Confused-luckily I have my parents and extended family nearby and we've already had a good Thanksgiving with the kids with the "clan" (minus STBXW) so I'm down one major holiday. I'm also doing IC (individual counseling) and have good friends from our church that I've been able to speak with. I'm still keep this pretty quiet though as we are still living together (maybe that's denial). I would suggest IC for an objective take for you.

Talk about the pain! I felt almost physically immobilized for several days. She drops this on me and takes off for a work trip for 2 weeks and I'm having to get the kids to school, do homework, etc and could barely function. I went on anti-anxiety meds which have helped tremendously and after about 5 weeks began to feel human again.

We are in the stages of beginning to discuss a custody agreement. She wants 50/50 as we are both very hands on, involved parents, and have travel schedules. I will be getting residential custody as I'm keeping the house and will be going for final decision-making authority. Th upcoming weeks will not be pleasant but my attorneys take is that she caused this instability with her actions.

I'm coming here so I don't text, call, stalk her on Facebook, etc and initially I was trying to find the "magic bullet" to make this go away. What I found is that there is no remedy for that but advice to make this more bearable.

I can't say if I'm detaching or not but I think so to a small degree. However all I really want is her to come through the door and say, "My God! What was I thinking?" Unfortunately, I'm not expecting that so I'm trying to deal the best I can.


----------



## lostinspaces (Oct 22, 2012)

Yes, my stbxw will almost definitely never look back. It's sad because I think we all want that affirmation of the fact that we weren't bad husbands/wives. Bu when all is said and done, we have to be good with ourselves with or without that.
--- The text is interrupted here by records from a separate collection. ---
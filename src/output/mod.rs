//! Terminal output formatting
//!
//! Display utilities for CLI results and coloured tiles.

pub mod display;
pub mod formatters;

pub use display::{print_check_result, print_score_result, print_today_result};
pub use formatters::{KEYBOARD_ROWS, guess_tiles, letter_tile, paint};
//! TUI application state and logic

use crate::config::GameConfig;
use crate::core::{Session, Status};
use crate::puzzle::{Puzzle, PuzzleSelector};
use anyhow::Result;
use crossterm::{
    event::{
        self, DisableMouseCapture, EnableMouseCapture, Event, KeyCode, KeyEvent, KeyEventKind,
        KeyModifiers,
    },
    execute,
    terminal::{EnterAlternateScreen, LeaveAlternateScreen, disable_raw_mode, enable_raw_mode},
};
use ratatui::{Terminal, backend::CrosstermBackend};
use std::io;
use std::sync::Arc;

/// Number of messages kept in the message panel
const MESSAGE_LIMIT: usize = 5;

/// Application state
pub struct App {
    pub selector: Arc<PuzzleSelector>,
    pub config: GameConfig,
    pub puzzle: Puzzle,
    pub session: Session,
    pub input_buffer: String,
    pub messages: Vec<Message>,
    pub stats: Statistics,
    pub should_quit: bool,
    pub input_mode: InputMode,
}

#[derive(Debug, Clone, Copy, PartialEq, Eq)]
pub enum InputMode {
    Typing,
    GameOver,
}

#[derive(Debug, Clone)]
pub struct Message {
    pub text: String,
    pub style: MessageStyle,
}

#[derive(Debug, Clone, Copy, PartialEq, Eq)]
pub enum MessageStyle {
    Info,
    Success,
    Error,
}

#[derive(Debug, Default, Clone)]
pub struct Statistics {
    pub total_games: usize,
    pub games_won: usize,
    pub current_streak: usize,
    /// Wins by number of guesses used; index 0 is a one-guess win
    pub guess_distribution: Vec<usize>,
}

impl Statistics {
    fn record_win(&mut self, guesses: usize) {
        self.total_games += 1;
        self.games_won += 1;
        self.current_streak += 1;
        if self.guess_distribution.len() < guesses {
            self.guess_distribution.resize(guesses, 0);
        }
        self.guess_distribution[guesses - 1] += 1;
    }

    fn record_loss(&mut self) {
        self.total_games += 1;
        self.current_streak = 0;
    }

    #[must_use]
    pub fn win_rate(&self) -> f64 {
        if self.total_games == 0 {
            0.0
        } else {
            self.games_won as f64 / self.total_games as f64 * 100.0
        }
    }
}

impl App {
    #[must_use]
    pub fn new(selector: Arc<PuzzleSelector>, config: GameConfig, puzzle: Puzzle) -> Self {
        let session = Self::session_for(&config, &puzzle);
        let mut app = Self {
            selector,
            config,
            puzzle,
            session,
            input_buffer: String::new(),
            messages: Vec::new(),
            stats: Statistics::default(),
            should_quit: false,
            input_mode: InputMode::Typing,
        };
        app.announce_puzzle();
        app
    }

    fn session_for(config: &GameConfig, puzzle: &Puzzle) -> Session {
        Session::new(puzzle.solution(), config.max_guesses, puzzle.index())
            .with_scoring(config.scoring)
    }

    fn announce_puzzle(&mut self) {
        self.add_message(
            &format!(
                "Wordle #{}: guess the {}-letter word in {} tries.",
                self.puzzle.number(),
                self.word_length(),
                self.session.max_guesses()
            ),
            MessageStyle::Info,
        );
    }

    #[must_use]
    pub fn word_length(&self) -> usize {
        self.session.solution().chars().count()
    }

    /// Submit the input buffer as a guess
    pub fn submit_guess(&mut self) {
        let word = self.input_buffer.to_lowercase();

        if word.chars().count() != self.word_length() {
            self.add_message("Not enough letters", MessageStyle::Error);
            return;
        }
        if !self.selector.is_guess_valid(&word) {
            self.add_message(
                &format!("{} is not in the word list", word.to_uppercase()),
                MessageStyle::Error,
            );
            return;
        }
        if let Err(err) = self.session.guess(&word) {
            self.add_message(&err.to_string(), MessageStyle::Error);
            return;
        }
        self.input_buffer.clear();

        if self.session.is_solved() {
            let guesses = self.session.attempts().len();
            self.stats.record_win(guesses);
            self.input_mode = InputMode::GameOver;
            tracing::info!(puzzle = self.puzzle.number(), guesses, "puzzle solved");

            let celebration = match guesses {
                1 => "Genius! Solved in one.",
                2 => "Magnificent! Two guesses.",
                3 => "Impressive! Three guesses.",
                4 => "Splendid! Four guesses.",
                5 => "Great! Five guesses.",
                _ => "Phew! Solved.",
            };
            self.add_message(celebration, MessageStyle::Success);
            self.add_message("Press 'n' for a new game or 'q' to quit.", MessageStyle::Info);
        } else if !self.session.can_play() {
            self.stats.record_loss();
            self.input_mode = InputMode::GameOver;
            tracing::info!(puzzle = self.puzzle.number(), "out of guesses");

            self.add_message(
                &format!(
                    "Out of guesses! The word was {}.",
                    self.session.solution().to_uppercase()
                ),
                MessageStyle::Error,
            );
            self.add_message("Press 'n' for a new game or 'q' to quit.", MessageStyle::Info);
        }
    }

    /// Start over on a random puzzle
    pub fn new_game(&mut self) {
        if self.session.status() == Status::InProgress
            && !self.session.attempts().is_empty()
        {
            self.stats.record_loss();
        }

        let Some(puzzle) = self.selector.random_puzzle(&mut rand::rng()) else {
            self.add_message("No puzzles available", MessageStyle::Error);
            return;
        };
        self.start_puzzle(puzzle);
    }

    /// Replace the current game with `puzzle`
    pub fn start_puzzle(&mut self, puzzle: Puzzle) {
        self.session = Self::session_for(&self.config, &puzzle);
        self.puzzle = puzzle;
        self.input_buffer.clear();
        self.messages.clear();
        self.input_mode = InputMode::Typing;
        self.announce_puzzle();
    }

    pub fn add_message(&mut self, text: &str, style: MessageStyle) {
        self.messages.push(Message {
            text: text.to_string(),
            style,
        });

        if self.messages.len() > MESSAGE_LIMIT {
            self.messages.remove(0);
        }
    }

    /// Apply one key press
    pub fn handle_key(&mut self, key: KeyEvent) {
        if key.code == KeyCode::Char('c') && key.modifiers.contains(KeyModifiers::CONTROL) {
            self.should_quit = true;
            return;
        }

        match self.input_mode {
            InputMode::GameOver => match key.code {
                KeyCode::Char('q') | KeyCode::Esc => self.should_quit = true,
                KeyCode::Char('n') => self.new_game(),
                _ => {}
            },
            InputMode::Typing => match key.code {
                KeyCode::Esc => self.should_quit = true,
                KeyCode::Char(c) if c.is_ascii_alphabetic() => {
                    if self.input_buffer.chars().count() < self.word_length() {
                        self.input_buffer.push(c.to_ascii_lowercase());
                    }
                }
                KeyCode::Backspace => {
                    self.input_buffer.pop();
                }
                KeyCode::Enter => self.submit_guess(),
                _ => {}
            },
        }
    }
}

/// Run the TUI application
///
/// # Errors
///
/// Returns an error if terminal setup/cleanup fails or if there's an I/O error
/// during rendering or event handling.
pub fn run_tui(app: App) -> Result<()> {
    enable_raw_mode()?;
    let mut stdout = io::stdout();
    execute!(stdout, EnterAlternateScreen, EnableMouseCapture)?;
    let backend = CrosstermBackend::new(stdout);
    let mut terminal = Terminal::new(backend)?;

    let res = run_app(&mut terminal, app);

    // Restore terminal
    disable_raw_mode()?;
    execute!(
        terminal.backend_mut(),
        LeaveAlternateScreen,
        DisableMouseCapture
    )?;
    terminal.show_cursor()?;

    if let Err(err) = res {
        eprintln!("Error: {err}");
    }

    Ok(())
}

fn run_app<B: ratatui::backend::Backend>(terminal: &mut Terminal<B>, mut app: App) -> Result<()> {
    loop {
        terminal.draw(|f| super::rendering::ui(f, &app))?;

        if let Event::Key(key) = event::read()? {
            // Only process key press events (fixes Windows double-input bug)
            if key.kind == KeyEventKind::Press {
                app.handle_key(key);
            }
        }

        if app.should_quit {
            break;
        }
    }

    Ok(())
}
Some of us will get that "I was wrong" call some day, some of us will only see the X for custody, some of us will work things out, and some of us will never hear from the X again. What we all have in common is that we all need to plan for a future where we are strong independent people who achieve our own happiness. 

Getting there isn't fun, but talking about it here helps and we have the support of all of these "friends"


----------



## Dewayne76 (Sep 26, 2012)

lostinspaces said:


> Yes, my stbxw will almost definitely never look back. It's sad because I think we all want that affirmation of the fact that we weren't bad husbands/wives. Bu when all is said and done, we have to be good with ourselves with or without that.
> 
> Some of us will get that "I was wrong" call some day, some of us will only see the X for custody, some of us will work things out, and some of us will never hear from the X again. What we all have in common is that we all need to plan for a future where we are strong independent people who achieve our own happiness.
> 
> Getting there isn't fun, but talking about it here helps and we have the support of all of these "friends"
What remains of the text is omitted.